Inlaws want us to go rent an RV and stay in some random state park. I like camping, but I'm just not doing that on weekdays when I have to take annual leave. We go for 2 days. They're offended, but whatever. I'm not taking a week's annual leave and blowing it on some random Maryland park. They also have invited us with like a month's notice to things, even Disney, but we decline. I need more time to plan! I'm a manager and have a lot of work obligations. I need to be part of the planning, but they leave us off (probably because they don't think DH has any opinions and i shouldn't either).

Anyways- inlaws are jealous of the time my parents get with the kids, but we'd go with them too if they planned nice trips. I don't even need them to pay. I just refuse to blow annual leave on shit trips.
Anonymous
Anonymous wrote:
Anonymous wrote:
Anonymous wrote:Interesting.

I am 42 with DH and two kids, 10 and 5.

We cover all expenses of my parents and inlaws when they occasionally vacation with us.

When my kids are self-supporting adults i hope they want to see us enough that they will say yes and even initiate vacations together and pay their way. We would, of course, help pay if they want to go on a vacation together and $ is the only reason they are not able to do so, but I would feel so bad if they do not want to vacation with us unless we pay...

Naive?


Yes, it’s pretty naive to think that your future son or daughter in law is going to want to spend their limited vacation time and money accommodating your preferences.


Well, when you put it like that…

I see it more as “hey let’s go to place x sometime. Would you guys be interested or would you rather go to y or another place? What are some good dates?” Ie I hope that all parties are interested in doing something together once in a while…


Most young families have sufficient vacation time/budget for one real vacation a year…maybe two if they’re lucky. It’s already hard enough to coordinate/meet everyone’s desire among the immediate family with those limited constraints. I would definitely be resentful if I was further pressured to incorporate my in-laws preferences into that hard earned vacation time, and would have no problem just saying no to my own parents.
Anonymous
Seriously. I spend my annual leave dealing with sick kids and other issues, because DH thinks his job is too special and important to miss. Sorry MIL.
Anonymous
Anonymous wrote:

Think about it this way: if your bestie invites you to dinner, tells you the time and place, you don't alter the agreement by demanding to go someplace else on a different day at a different time. Didn't you learn any manners from your parents?

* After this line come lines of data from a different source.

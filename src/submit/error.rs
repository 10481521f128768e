/// Errors from the HTTP submission path.
///
/// Never shown to the user directly; the controller collapses both variants
/// into one generic message and logs the detail.
#[derive(Debug, thiserror::Error)]
pub enum SubmitError {
    /// Transport-level failure (connection refused, DNS, malformed URL, ...).
    #[error("request error: {0}")]
    Http(#[from] reqwest::Error),

    /// The server answered with a non-success status.
    #[error("server returned {0}")]
    Status(reqwest::StatusCode),
}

You think about it this way: Your bestie asks if you’d like to meet for dinner. You two generally enjoy each other’s company and say yes. You determine the restaurant, the date and time. You also dictate she pays otherwise you won’t go.
Anonymous
Anonymous wrote:
Anonymous wrote:

Think about it this way: if your bestie invites you to dinner, tells you the time and place, you don't alter the agreement by demanding to go someplace else on a different day at a different time. Didn't you learn any manners from your parents?


You think about it this way: Your bestie asks if you’d like to meet for dinner. You two generally enjoy each other’s company and say yes. You determine the restaurant, the date and time. You also dictate she pays otherwise you won’t go.


I am very surprised you have a bestie. You seem very unlikable and unlovable tbh.
Anonymous
If you are not going to pay for your children to join you on a family vacation you simply need to change the title.